García Ortiz avait toujours une deuxième précision initiale: il n'est pas non plus autorisé à commenter la procédure judiciaire en cours. Une fois que cette mise en garde a été faite, il n'a pas évité le débat sur sa situation inhabituelle après avoir été accusé de la Cour suprême. Et il était très retentissant en insistant sur le fait qu'il ne prévoit pas de démissionner parce que cela serait équivalent à une « concession aux criminels ». Pour expliquer cette déclaration, il a fait référence à des groupes tels que des trafiquants de drogue qui « comme ils voient un sommet de faiblesse dans le bureau du procureur, en profiteront ».

« Pour moi, il serait plus confortable de partir, du point de vue professionnel, familial et personnel », a-t-il dit, avant d'ajouter un autre argument pour justifier sa permanence en fonction: « défendez mes valeurs et mes institutions. » À cette époque, il a laissé tomber le seul reproche aux autres professionnels: il a avoué sa «perplexité» pour les manifestations publiques de certains procureurs qui, selon lui, contribuent à renforcer les attaques dont il souffre.

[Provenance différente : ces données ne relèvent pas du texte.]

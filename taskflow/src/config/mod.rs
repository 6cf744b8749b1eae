//! Configuration for the `taskflow` client.
//!
//! Layered, highest priority first:
//! 1. CLI arguments
//! 2. Environment variables (via clap `env` attributes)
//! 3. TOML config file (`~/.config/taskflow/config.toml`)
//! 4. Compiled defaults
//!
//! A missing default config file is not an error. An explicit `--config`
//! path that doesn't exist is.

use std::path::{Path, PathBuf};
use std::time::Duration;

use taskflow_proto::task::{SortOrder, TaskStatus};

use crate::sync::RetryPolicy;
use crate::tasks::Session;

/// Errors that can occur when loading configuration.
#[derive(Debug, thiserror::Error)]
pub enum ConfigError {
    /// Failed to read the configuration file.
    #[error("failed to read config file {path}: {source}")]
    ReadFile {
        /// Path that was attempted.
        path: PathBuf,
        /// Underlying I/O error.
        source: std::io::Error,
    },

    /// Failed to parse the TOML configuration.
    #[error("failed to parse config file: {0}")]
    ParseToml(#[from] toml::de::Error),

    /// Could not determine the user's config directory.
    #[error("could not determine config directory (no HOME or XDG_CONFIG_HOME)")]
    NoConfigDir,

    /// A duration setting was zero.
    #[error("[sync] {key} must be greater than zero")]
    ZeroDuration {
        /// Name of the offending setting.
        key: &'static str,
    },
}

// ---------------------------------------------------------------------------
// TOML file structs
// ---------------------------------------------------------------------------

#[derive(Debug, Default, serde::Deserialize)]
#[serde(default)]
struct ConfigFile {
    server: ServerFileConfig,
    sync: SyncFileConfig,
    cache: CacheFileConfig,
}

/// `[server]` section.
#[derive(Debug, Default, serde::Deserialize)]
#[serde(default)]
struct ServerFileConfig {
    api_url: Option<String>,
    token: Option<String>,
    user_id: Option<String>,
    admin: Option<bool>,
}

/// `[sync]` section.
#[derive(Debug, Default, serde::Deserialize)]
#[serde(default)]
struct SyncFileConfig {
    retry_delay_secs: Option<u64>,
    request_timeout_secs: Option<u64>,
    max_retries: Option<u32>,
    probe_interval_secs: Option<u64>,
}

/// `[cache]` section.
#[derive(Debug, Default, serde::Deserialize)]
#[serde(default)]
struct CacheFileConfig {
    dir: Option<PathBuf>,
}

// ---------------------------------------------------------------------------
// Resolved configuration
// ---------------------------------------------------------------------------

/// Fully resolved client configuration.
#[derive(Debug, Clone)]
pub struct ClientConfig {
    /// Base URL of the task service.
    pub api_url: String,
    /// Bearer token; without one the client works offline only.
    pub token: Option<String>,
    /// Signed-in user id. Defaults to the token when unset.
    pub user_id: Option<String>,
    /// Whether the user may list every task.
    pub admin: bool,

    /// Delay before a halted drain is retried.
    pub retry_delay: Duration,
    /// Upper bound on a single service call.
    pub request_timeout: Duration,
    /// Soft failures tolerated per operation before it is dropped.
    pub max_retries: u32,
    /// How often the connectivity monitor probes the service.
    pub probe_interval: Duration,

    /// Directory holding the cache records.
    pub cache_dir: PathBuf,
}

impl Default for ClientConfig {
    fn default() -> Self {
        let policy = RetryPolicy::default();
        Self {
            api_url: "http://127.0.0.1:3000".to_string(),
            token: None,
            user_id: None,
            admin: false,
            retry_delay: policy.retry_delay,
            request_timeout: policy.request_timeout,
            max_retries: policy.max_retries,
            probe_interval: Duration::from_secs(30),
            cache_dir: default_cache_dir(),
        }
    }
}

impl ClientConfig {
    /// Loads configuration by merging CLI args, env vars, and a TOML file.
    ///
    /// # Errors
    ///
    /// Returns [`ConfigError`] if an explicit config file cannot be read,
    /// if any config file fails to parse, or if a sync interval is zero.
    pub fn load(cli: &CliArgs) -> Result<Self, ConfigError> {
        let file = load_config_file(cli.config.as_deref())?;
        let config = Self::resolve(cli, &file);
        config.validate()?;
        Ok(config)
    }

    /// Rejects zero retry delay, request timeout, and probe interval.
    fn validate(&self) -> Result<(), ConfigError> {
        let durations = [
            ("retry_delay_secs", self.retry_delay),
            ("request_timeout_secs", self.request_timeout),
            ("probe_interval_secs", self.probe_interval),
        ];
        match durations.into_iter().find(|(_, d)| d.is_zero()) {
            Some((key, _)) => Err(ConfigError::ZeroDuration { key }),
            None => Ok(()),
        }
    }

    /// Priority: CLI > file > default.
    fn resolve(cli: &CliArgs, file: &ConfigFile) -> Self {
        let defaults = Self::default();

        Self {
            api_url: cli
                .api_url
                .clone()
                .or_else(|| file.server.api_url.clone())
                .unwrap_or(defaults.api_url),
            token: cli.token.clone().or_else(|| file.server.token.clone()),
            user_id: cli.user_id.clone().or_else(|| file.server.user_id.clone()),
            admin: cli.admin || file.server.admin.unwrap_or(defaults.admin),
            retry_delay: file
                .sync
                .retry_delay_secs
                .map_or(defaults.retry_delay, Duration::from_secs),
            request_timeout: file
                .sync
                .request_timeout_secs
                .map_or(defaults.request_timeout, Duration::from_secs),
            max_retries: file.sync.max_retries.unwrap_or(defaults.max_retries),
            probe_interval: file
                .sync
                .probe_interval_secs
                .map_or(defaults.probe_interval, Duration::from_secs),
            cache_dir: cli
                .cache_dir
                .clone()
                .or_else(|| file.cache.dir.clone())
                .unwrap_or(defaults.cache_dir),
        }
    }

    /// Builds the session, if a token is configured.
    #[must_use]
    pub fn session(&self) -> Option<Session> {
        let token = self.token.clone().filter(|t| !t.is_empty())?;
        let user_id = self.user_id.clone().unwrap_or_else(|| token.clone());
        Some(Session {
            token,
            user_id,
            is_admin: self.admin,
        })
    }

    /// Retry and timeout settings for the sync engine.
    #[must_use]
    pub const fn retry_policy(&self) -> RetryPolicy {
        RetryPolicy {
            max_retries: self.max_retries,
            retry_delay: self.retry_delay,
            request_timeout: self.request_timeout,
        }
    }
}

/// CLI arguments parsed by clap.
#[derive(clap::Parser, Debug, Default)]
#[command(version, about = "Offline-first task manager")]
pub struct CliArgs {
    /// Base URL of the task service.
    #[arg(long, env = "TASKFLOW_API_URL")]
    pub api_url: Option<String>,

    /// Bearer token for the task service.
    #[arg(long, env = "TASKFLOW_TOKEN")]
    pub token: Option<String>,

    /// Your user id (defaults to the token).
    #[arg(long, env = "TASKFLOW_USER_ID")]
    pub user_id: Option<String>,

    /// Sign in as an admin (enables `list --all`).
    #[arg(long)]
    pub admin: bool,

    /// Path to config file (default: `~/.config/taskflow/config.toml`).
    #[arg(short, long)]
    pub config: Option<PathBuf>,

    /// Directory for the local task cache.
    #[arg(long)]
    pub cache_dir: Option<PathBuf>,

    /// Log level filter (trace, debug, info, warn, error).
    #[arg(long, default_value = "info", env = "TASKFLOW_LOG")]
    pub log_level: String,

    /// Path to log file (default: `$TMPDIR/taskflow.log`).
    #[arg(long)]
    pub log_file: Option<PathBuf>,

    #[command(subcommand)]
    pub command: Option<Command>,
}

/// Client subcommands. Without one, `list` runs.
#[derive(clap::Subcommand, Debug, Clone, PartialEq, Eq)]
pub enum Command {
    /// Fetch and print tasks.
    List {
        /// Every user's tasks (admin only).
        #[arg(long)]
        all: bool,
    },
    /// Create a task.
    Add {
        /// Task title.
        title: String,
        /// Task description.
        #[arg(long, short, default_value = "")]
        description: String,
        /// Due date (free-form, e.g. `2026-05-01`).
        #[arg(long)]
        due: Option<String>,
    },
    /// Change fields of a task.
    Edit {
        /// Task id.
        id: String,
        /// New title.
        #[arg(long)]
        title: Option<String>,
        /// New description.
        #[arg(long)]
        description: Option<String>,
        /// New status (`pending`, `in_progress`, `completed`).
        #[arg(long)]
        status: Option<TaskStatus>,
        /// New due date.
        #[arg(long)]
        due: Option<String>,
    },
    /// Mark a task completed.
    Done {
        /// Task id.
        id: String,
    },
    /// Delete a task.
    Rm {
        /// Task id.
        id: String,
    },
    /// Move the given tasks to the front, in the given order.
    Reorder {
        /// Task ids.
        #[arg(required = true)]
        ids: Vec<String>,
    },
    /// Set the sort order, or cycle it when no order is given.
    Sort {
        /// `manual`, `asc`, or `desc`.
        order: Option<SortOrder>,
    },
    /// Show queued operations not yet confirmed by the service.
    Pending,
    /// Replay queued operations now.
    Sync,
    /// Watch connectivity and sync events until Ctrl-C.
    Watch,
}

// ---------------------------------------------------------------------------
// Internal helpers
// ---------------------------------------------------------------------------

fn default_cache_dir() -> PathBuf {
    dirs::data_dir()
        .unwrap_or_else(std::env::temp_dir)
        .join("taskflow")
}

/// Loads and parses a TOML config file.
///
/// An explicit path must exist. Otherwise the default path is tried and a
/// missing file yields an empty config.
fn load_config_file(explicit_path: Option<&Path>) -> Result<ConfigFile, ConfigError> {
    if let Some(p) = explicit_path {
        let contents = std::fs::read_to_string(p).map_err(|e| ConfigError::ReadFile {
            path: p.to_path_buf(),
            source: e,
        })?;
        return Ok(toml::from_str(&contents)?);
    }
    let Some(config_dir) = dirs::config_dir() else {
        return Ok(ConfigFile::default());
    };
    let path = config_dir.join("taskflow").join("config.toml");

    match std::fs::read_to_string(&path) {
        Ok(contents) => Ok(toml::from_str(&contents)?),
        Err(e) if e.kind() == std::io::ErrorKind::NotFound => Ok(ConfigFile::default()),
        Err(e) => Err(ConfigError::ReadFile { path, source: e }),
    }
}

/// Path of the default config file, for help output.
///
/// # Errors
///
/// Returns [`ConfigError::NoConfigDir`] if the platform has no config directory.
pub fn default_config_path() -> Result<PathBuf, ConfigError> {
    dirs::config_dir()
        .map(|dir| dir.join("taskflow").join("config.toml"))
        .ok_or(ConfigError::NoConfigDir)
}
//! Integration tests for offline edits and reconciliation.
//!
//! Drives a `TaskStore` against the in-process `MemoryTaskService`, going
//! offline and online to exercise temporary-id remapping, single-drain
//! exclusion, permanent-failure handling, cache restarts, and merges.
//!
//! Verification command: `cargo test --test offline_sync`

#![allow(clippy::unwrap_used, clippy::expect_used)]

use std::sync::Arc;

use taskflow::cache::{CacheKey, LocalCache, MemoryCache};
use taskflow::remote::RemoteError;
use taskflow::remote::memory::MemoryTaskService;
use taskflow::sync::{DrainOutcome, RetryPolicy, SkipReason};
use taskflow::tasks::{Session, StoreError, SyncEvent, SyncStatus, TaskStore, ViewStatus};
use taskflow_proto::op::OpKind;
use taskflow_proto::task::{SortOrder, Task, TaskId, TaskPatch, TaskStatus};
use tokio::sync::mpsc;

type Store = TaskStore<MemoryTaskService, MemoryCache>;

// =============================================================================
// Helpers
// =============================================================================

fn open_with(service: MemoryTaskService, cache: MemoryCache) -> (Arc<Store>, mpsc::Receiver<SyncEvent>) {
    let (store, events) = TaskStore::open(service, cache, RetryPolicy::default(), 256);
    store.set_session(Some(Session::new("alice", "alice")));
    (Arc::new(store), events)
}

fn offline_store() -> Arc<Store> {
    let service = MemoryTaskService::new();
    service.set_offline(true);
    open_with(service, MemoryCache::new()).0
}

fn server_task(id: &str, title: &str, order: i64) -> Task {
    Task {
        id: TaskId::new(id),
        title: title.to_string(),
        description: String::new(),
        completed: false,
        status: Some(TaskStatus::Pending),
        owner: "alice".to_string(),
        due_date: None,
        order,
    }
}

fn drain_events(rx: &mut mpsc::Receiver<SyncEvent>) -> Vec<SyncEvent> {
    let mut events = Vec::new();
    while let Ok(event) = rx.try_recv() {
        events.push(event);
    }
    events
}

// =============================================================================
// Temporary ids
// =============================================================================

#[tokio::test]
async fn later_ops_follow_the_server_id() {
    let store = offline_store();
    let a = store.create_task("A", "", None).await.unwrap();
    let b = store.create_task("B", "", None).await.unwrap();
    store
        .update_task(&a, TaskPatch::default().with_title("A2"))
        .await
        .unwrap();
    store.reorder_tasks(&[b.clone(), a.clone()]).await.unwrap();
    assert_eq!(store.pending_count(), 4);
    assert!(a.is_temporary() && b.is_temporary());

    store.service().set_offline(false);
    let outcome = store.notify_online().await;
    assert_eq!(outcome, DrainOutcome::Drained { applied: 4, dropped: 0 });

    let view = store.tasks();
    assert_eq!(view.len(), 2);
    assert!(view.iter().all(|t| !t.is_temp && !t.id.is_temporary()));
    assert!(view.iter().all(|t| t.sync_status == SyncStatus::Synced));

    let mut server = store.service().tasks();
    server.sort_by_key(|t| t.order);
    let titles: Vec<&str> = server.iter().map(|t| t.title.as_str()).collect();
    assert_eq!(titles, ["B", "A2"]);
    assert_eq!(
        view.iter().map(|t| &t.id).collect::<Vec<_>>(),
        server.iter().map(|t| &t.id).collect::<Vec<_>>()
    );
}

#[tokio::test]
async fn id_remap_rewrites_queued_ops_and_reports_it() {
    let service = MemoryTaskService::new();
    service.set_offline(true);
    let (store, mut events) = open_with(service, MemoryCache::new());
    let temp = store.create_task("draft", "", None).await.unwrap();
    store.delete_task(&temp).await.unwrap();
    drain_events(&mut events);

    store.service().set_offline(false);
    store.drain().await;

    let events = drain_events(&mut events);
    let real = events
        .iter()
        .find_map(|e| match e {
            SyncEvent::IdRemapped { temp_id, real_id } if *temp_id == temp => Some(real_id.clone()),
            _ => None,
        })
        .expect("remap event");
    assert!(events.contains(&SyncEvent::Applied {
        op: "delete",
        task_ids: vec![real],
    }));
    assert!(store.service().tasks().is_empty());
    assert!(store.tasks().is_empty());
}

// =============================================================================
// Drain exclusion and failure handling
// =============================================================================

#[tokio::test]
async fn concurrent_drain_is_skipped() {
    let service = MemoryTaskService::new();
    service.hold();
    let (store, _events) = open_with(service, MemoryCache::new());

    let creating = tokio::spawn({
        let store = Arc::clone(&store);
        async move { store.create_task("held", "", None).await }
    });
    while store.service().in_flight() == 0 {
        tokio::task::yield_now().await;
    }
    assert!(store.is_draining());

    assert_eq!(
        store.drain().await,
        DrainOutcome::Skipped(SkipReason::AlreadyRunning)
    );
    assert_eq!(
        store.notify_online().await,
        DrainOutcome::Skipped(SkipReason::AlreadyRunning)
    );

    store.service().release();
    creating.await.unwrap().unwrap();
    assert_eq!(store.service().calls(), ["create"]);
    assert_eq!(store.pending_count(), 0);
    assert!(!store.is_draining());
}

#[tokio::test]
async fn permanent_failure_drops_after_one_attempt() {
    let store = offline_store();
    let doomed = store.create_task("doomed", "", None).await.unwrap();
    let fine = store.create_task("fine", "", None).await.unwrap();

    store.service().set_offline(false);
    store
        .service()
        .fail_next(RemoteError::status(404, "Task not found"));
    let before = store.service().call_count();
    let outcome = store.drain().await;

    assert_eq!(outcome, DrainOutcome::Drained { applied: 1, dropped: 1 });
    assert_eq!(store.service().call_count() - before, 2);
    assert_eq!(store.task(&doomed).unwrap().sync_status, SyncStatus::Error);
    assert!(store.task(&fine).is_none());
    assert_eq!(store.service().tasks().len(), 1);
    assert_eq!(store.pending_count(), 0);
    assert!(!store.retry_scheduled());
}

#[tokio::test]
async fn bad_request_is_permanent_too() {
    let store = offline_store();
    let id = store.create_task("x", "", None).await.unwrap();
    store.service().set_offline(false);
    store
        .service()
        .fail_next(RemoteError::status(400, "Failed to create task"));

    assert_eq!(
        store.drain().await,
        DrainOutcome::Drained { applied: 0, dropped: 1 }
    );
    assert_eq!(store.task(&id).unwrap().sync_status, SyncStatus::Error);
}

#[tokio::test]
async fn soft_failure_counts_retries_and_halts() {
    let store = offline_store();
    store.create_task("conflicted", "", None).await.unwrap();
    store.service().set_offline(false);
    store
        .service()
        .fail_next(RemoteError::status(409, "conflict"));

    let outcome = store.drain().await;
    assert!(outcome.is_deferred());
    assert_eq!(store.pending_ops()[0].retries, 1);
    assert!(store.retry_scheduled());
}

// =============================================================================
// Cache
// =============================================================================

#[tokio::test]
async fn queued_work_survives_restart() {
    let cache = MemoryCache::new();
    {
        let service = MemoryTaskService::new();
        service.set_offline(true);
        let (store, _events) = open_with(service, cache.clone());
        store.create_task("one", "", Some("2026-05-01".into())).await.unwrap();
        store.create_task("two", "", None).await.unwrap();
        store.set_sort_order(SortOrder::Desc);
    }
    assert!(cache.contains(CacheKey::Tasks));
    assert!(cache.contains(CacheKey::PendingOps));

    let (store, _events) = open_with(MemoryTaskService::new(), cache.clone());
    assert_eq!(store.tasks().len(), 2);
    assert_eq!(store.pending_count(), 2);
    assert_eq!(store.sort_order(), SortOrder::Desc);
    assert!(matches!(
        store.pending_ops()[0].kind,
        OpKind::Create { .. }
    ));

    store.drain().await;
    assert_eq!(store.service().tasks().len(), 2);
    assert!(LocalCache::new(cache).load_pending().is_empty());
}

#[tokio::test]
async fn offline_fetch_keeps_cached_view() {
    let service = MemoryTaskService::new();
    service.insert(server_task("t3", "third", 3));
    service.insert(server_task("t1", "first", 1));
    service.insert(server_task("t2", "second", 2));
    let cache = MemoryCache::new();
    {
        let (store, _events) = open_with(service, cache.clone());
        assert_eq!(store.fetch_tasks().await.unwrap(), ViewStatus::Fresh);
    }

    let down = MemoryTaskService::new();
    down.set_offline(true);
    let (store, _events) = open_with(down, cache);
    assert_eq!(store.fetch_tasks().await.unwrap(), ViewStatus::OfflineCached);
    let orders: Vec<i64> = store.tasks().iter().map(|t| t.order).collect();
    assert_eq!(orders, [1, 2, 3]);
    assert!(store.error().is_none());
}

// =============================================================================
// Merge
// =============================================================================

#[tokio::test]
async fn fetch_does_not_clobber_pending_edits() {
    let service = MemoryTaskService::new();
    service.insert(server_task("t1", "server title", 1));
    service.insert(server_task("t2", "to delete", 2));
    let (store, _events) = open_with(service, MemoryCache::new());
    store.fetch_tasks().await.unwrap();

    store.service().set_offline(true);
    store
        .update_task(&TaskId::new("t1"), TaskPatch::default().with_title("local title"))
        .await
        .unwrap();
    store.delete_task(&TaskId::new("t2")).await.unwrap();
    let temp = store.create_task("brand new", "", None).await.unwrap();

    // The listing succeeds but the queued update keeps failing.
    store.service().set_offline(false);
    store
        .service()
        .fail_next_call("update", RemoteError::status(503, "unavailable"));
    assert_eq!(store.fetch_tasks().await.unwrap(), ViewStatus::Fresh);

    let t1 = store.task(&TaskId::new("t1")).unwrap();
    assert_eq!(t1.title, "local title");
    assert_eq!(t1.sync_status, SyncStatus::Pending);
    assert!(store.task(&TaskId::new("t2")).is_none());
    assert!(store.task(&temp).is_some());
    assert_eq!(store.pending_count(), 3);
    assert_eq!(
        store.service().task(&TaskId::new("t1")).unwrap().title,
        "server title"
    );
}

#[tokio::test]
async fn admin_fetch_lists_every_owner() {
    let service = MemoryTaskService::new();
    service.insert(server_task("a1", "alice's", 1));
    let mut foreign = server_task("b1", "bob's", 1);
    foreign.owner = "bob".to_string();
    service.insert(foreign);
    let (store, _events) = open_with(service, MemoryCache::new());

    store.fetch_tasks().await.unwrap();
    assert_eq!(store.tasks().len(), 1);
    assert_eq!(
        store.fetch_all_tasks().await,
        Err(StoreError::NotAdmin)
    );

    store.set_session(Some(Session::new("alice", "alice").admin()));
    store.fetch_all_tasks().await.unwrap();
    assert_eq!(store.tasks().len(), 2);
}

Le procureur s'est ensuite étendu pour expliquer l'une de ses actions les plus interrogées, la suppression des données de ses dispositifs électroniques. Il a fait appel aux lois nationales et européennes sur la protection des données qui recommandent une destruction périodique. Non seulement il a revendiqué le «droit».

García Ortiz a évité toute critique du juge du suprême qui instruit la cause contre lui, Ángel Hurtado, mais a glissé quelques commentaires généraux. Il a dit qu'il avait été contraint de changer le téléphone et d'annuler son compte de messagerie privé, a-t-il dit, le harcèlement subi après la diffusion des chiffres et des adresses dans les procédures judiciaires. Il a également dénoncé la victime de ce qu'on appelle «l'investissement de la charge de la preuve». «L'innocence est présumée. Parce que je suis l'avocat de l'État, je ne suis plus, mais pas moins. Aucun citoyen n'est obligé de démontrer son innocence », a-t-il conclu.